[Items from a data source]
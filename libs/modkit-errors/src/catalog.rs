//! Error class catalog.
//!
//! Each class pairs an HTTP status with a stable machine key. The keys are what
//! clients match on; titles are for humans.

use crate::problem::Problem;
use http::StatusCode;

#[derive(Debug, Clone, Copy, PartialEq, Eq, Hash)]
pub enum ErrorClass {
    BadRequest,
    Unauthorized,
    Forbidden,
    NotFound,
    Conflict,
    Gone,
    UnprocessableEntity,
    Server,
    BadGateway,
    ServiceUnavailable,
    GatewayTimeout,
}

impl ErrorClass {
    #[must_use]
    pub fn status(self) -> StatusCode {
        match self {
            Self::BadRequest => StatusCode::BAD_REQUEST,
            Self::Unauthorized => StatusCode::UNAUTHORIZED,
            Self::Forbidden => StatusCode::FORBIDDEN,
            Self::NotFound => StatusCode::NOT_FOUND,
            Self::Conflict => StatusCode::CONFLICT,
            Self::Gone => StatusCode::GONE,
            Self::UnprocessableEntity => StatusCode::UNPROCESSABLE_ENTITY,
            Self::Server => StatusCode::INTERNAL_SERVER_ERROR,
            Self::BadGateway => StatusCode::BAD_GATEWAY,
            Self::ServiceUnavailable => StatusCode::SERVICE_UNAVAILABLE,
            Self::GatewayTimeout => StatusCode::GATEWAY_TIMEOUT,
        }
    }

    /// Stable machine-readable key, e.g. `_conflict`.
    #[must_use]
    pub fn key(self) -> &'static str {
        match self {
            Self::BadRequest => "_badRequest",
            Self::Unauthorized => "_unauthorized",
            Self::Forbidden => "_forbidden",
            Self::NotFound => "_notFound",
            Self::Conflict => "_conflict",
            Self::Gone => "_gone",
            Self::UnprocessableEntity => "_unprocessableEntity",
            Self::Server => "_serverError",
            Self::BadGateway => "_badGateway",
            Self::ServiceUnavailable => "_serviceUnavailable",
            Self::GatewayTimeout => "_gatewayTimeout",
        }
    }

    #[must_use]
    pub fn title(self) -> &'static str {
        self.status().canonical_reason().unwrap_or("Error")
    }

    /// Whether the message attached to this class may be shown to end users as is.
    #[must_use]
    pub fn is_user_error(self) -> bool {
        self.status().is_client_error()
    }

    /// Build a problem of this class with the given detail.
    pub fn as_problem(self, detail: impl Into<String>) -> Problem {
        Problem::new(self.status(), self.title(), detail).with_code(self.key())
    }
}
--
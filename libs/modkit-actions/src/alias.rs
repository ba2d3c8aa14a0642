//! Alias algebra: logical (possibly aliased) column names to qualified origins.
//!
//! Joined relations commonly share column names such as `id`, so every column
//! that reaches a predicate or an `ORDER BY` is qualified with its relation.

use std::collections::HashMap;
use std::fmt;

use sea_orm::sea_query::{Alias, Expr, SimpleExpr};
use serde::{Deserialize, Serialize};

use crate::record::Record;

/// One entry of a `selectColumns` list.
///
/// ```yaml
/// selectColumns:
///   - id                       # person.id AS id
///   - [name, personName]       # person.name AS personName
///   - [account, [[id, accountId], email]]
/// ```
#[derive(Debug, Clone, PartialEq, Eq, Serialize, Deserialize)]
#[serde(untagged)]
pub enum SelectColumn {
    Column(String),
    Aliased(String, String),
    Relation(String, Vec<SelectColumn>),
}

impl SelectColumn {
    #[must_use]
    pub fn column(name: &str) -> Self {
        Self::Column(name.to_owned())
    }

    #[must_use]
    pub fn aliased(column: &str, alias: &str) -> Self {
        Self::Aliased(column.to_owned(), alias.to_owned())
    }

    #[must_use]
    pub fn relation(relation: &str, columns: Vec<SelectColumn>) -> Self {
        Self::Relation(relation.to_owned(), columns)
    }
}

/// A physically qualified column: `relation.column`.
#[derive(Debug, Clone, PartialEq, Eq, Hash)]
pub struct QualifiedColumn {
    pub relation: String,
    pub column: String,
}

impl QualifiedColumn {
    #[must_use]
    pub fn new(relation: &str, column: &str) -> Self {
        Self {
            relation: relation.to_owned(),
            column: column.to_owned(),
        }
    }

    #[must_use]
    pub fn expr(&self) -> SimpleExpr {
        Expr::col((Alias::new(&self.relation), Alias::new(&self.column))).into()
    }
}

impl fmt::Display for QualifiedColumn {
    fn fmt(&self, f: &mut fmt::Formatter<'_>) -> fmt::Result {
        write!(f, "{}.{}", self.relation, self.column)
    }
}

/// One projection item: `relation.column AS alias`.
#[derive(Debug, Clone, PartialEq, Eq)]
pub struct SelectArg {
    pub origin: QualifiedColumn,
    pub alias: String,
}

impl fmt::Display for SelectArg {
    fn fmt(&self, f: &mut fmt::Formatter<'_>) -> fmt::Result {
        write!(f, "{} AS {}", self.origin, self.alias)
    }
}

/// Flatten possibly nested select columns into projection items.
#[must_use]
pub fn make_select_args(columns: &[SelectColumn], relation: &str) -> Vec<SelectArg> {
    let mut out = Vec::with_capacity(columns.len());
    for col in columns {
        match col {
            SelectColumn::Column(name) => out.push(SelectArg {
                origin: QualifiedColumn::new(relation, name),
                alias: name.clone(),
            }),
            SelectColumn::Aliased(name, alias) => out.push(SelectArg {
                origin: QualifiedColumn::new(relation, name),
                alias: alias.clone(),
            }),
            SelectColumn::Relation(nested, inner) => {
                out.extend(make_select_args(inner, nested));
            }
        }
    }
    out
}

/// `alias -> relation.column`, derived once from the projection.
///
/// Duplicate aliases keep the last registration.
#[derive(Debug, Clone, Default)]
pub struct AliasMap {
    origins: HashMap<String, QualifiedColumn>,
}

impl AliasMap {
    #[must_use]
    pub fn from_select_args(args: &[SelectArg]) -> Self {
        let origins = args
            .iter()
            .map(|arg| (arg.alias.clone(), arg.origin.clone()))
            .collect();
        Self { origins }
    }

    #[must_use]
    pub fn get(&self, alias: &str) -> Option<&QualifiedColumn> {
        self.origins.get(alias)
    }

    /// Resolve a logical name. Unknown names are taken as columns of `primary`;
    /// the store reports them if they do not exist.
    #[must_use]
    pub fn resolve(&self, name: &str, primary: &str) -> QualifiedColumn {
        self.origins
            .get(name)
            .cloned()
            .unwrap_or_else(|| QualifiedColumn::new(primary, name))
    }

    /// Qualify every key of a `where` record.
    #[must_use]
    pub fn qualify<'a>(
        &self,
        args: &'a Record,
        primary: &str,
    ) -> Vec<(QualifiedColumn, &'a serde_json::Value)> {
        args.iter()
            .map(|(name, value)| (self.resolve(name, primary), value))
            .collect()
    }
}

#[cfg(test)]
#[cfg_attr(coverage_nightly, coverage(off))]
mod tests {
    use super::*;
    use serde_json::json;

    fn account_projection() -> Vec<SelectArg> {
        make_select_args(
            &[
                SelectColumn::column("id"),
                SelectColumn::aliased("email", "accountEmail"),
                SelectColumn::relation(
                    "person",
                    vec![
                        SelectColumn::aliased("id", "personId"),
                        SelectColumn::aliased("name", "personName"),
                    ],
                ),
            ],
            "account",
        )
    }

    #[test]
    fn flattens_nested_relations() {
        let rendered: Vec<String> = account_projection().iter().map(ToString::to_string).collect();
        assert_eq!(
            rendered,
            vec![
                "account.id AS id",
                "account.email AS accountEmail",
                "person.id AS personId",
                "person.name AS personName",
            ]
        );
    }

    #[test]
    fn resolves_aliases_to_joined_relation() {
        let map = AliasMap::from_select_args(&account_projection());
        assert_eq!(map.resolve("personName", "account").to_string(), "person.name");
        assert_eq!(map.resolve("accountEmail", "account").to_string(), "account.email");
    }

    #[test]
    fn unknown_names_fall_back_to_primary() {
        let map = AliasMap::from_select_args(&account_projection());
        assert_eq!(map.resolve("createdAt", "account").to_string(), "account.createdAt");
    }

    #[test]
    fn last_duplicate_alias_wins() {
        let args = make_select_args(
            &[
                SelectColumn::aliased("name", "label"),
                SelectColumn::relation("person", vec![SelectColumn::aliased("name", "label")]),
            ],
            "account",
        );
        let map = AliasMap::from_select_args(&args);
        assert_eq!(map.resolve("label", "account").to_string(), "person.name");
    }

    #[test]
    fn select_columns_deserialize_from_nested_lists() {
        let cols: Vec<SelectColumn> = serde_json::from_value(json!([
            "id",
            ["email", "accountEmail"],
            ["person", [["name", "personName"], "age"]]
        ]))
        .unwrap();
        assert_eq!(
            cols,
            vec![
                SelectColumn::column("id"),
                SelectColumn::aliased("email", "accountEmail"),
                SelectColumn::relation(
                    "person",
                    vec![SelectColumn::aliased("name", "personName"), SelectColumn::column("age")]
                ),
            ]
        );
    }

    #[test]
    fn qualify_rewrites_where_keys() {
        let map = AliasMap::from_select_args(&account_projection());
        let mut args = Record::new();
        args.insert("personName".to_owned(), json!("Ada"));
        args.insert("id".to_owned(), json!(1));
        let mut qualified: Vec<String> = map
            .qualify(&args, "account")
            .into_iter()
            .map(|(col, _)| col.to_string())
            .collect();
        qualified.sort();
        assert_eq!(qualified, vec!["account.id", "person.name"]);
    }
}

● **Problem requirements**: Please show every line above that includes the word "catalog".

● **Final answer**:
filename libs/modkit-errors/src/catalog.rs
//! Error class catalog.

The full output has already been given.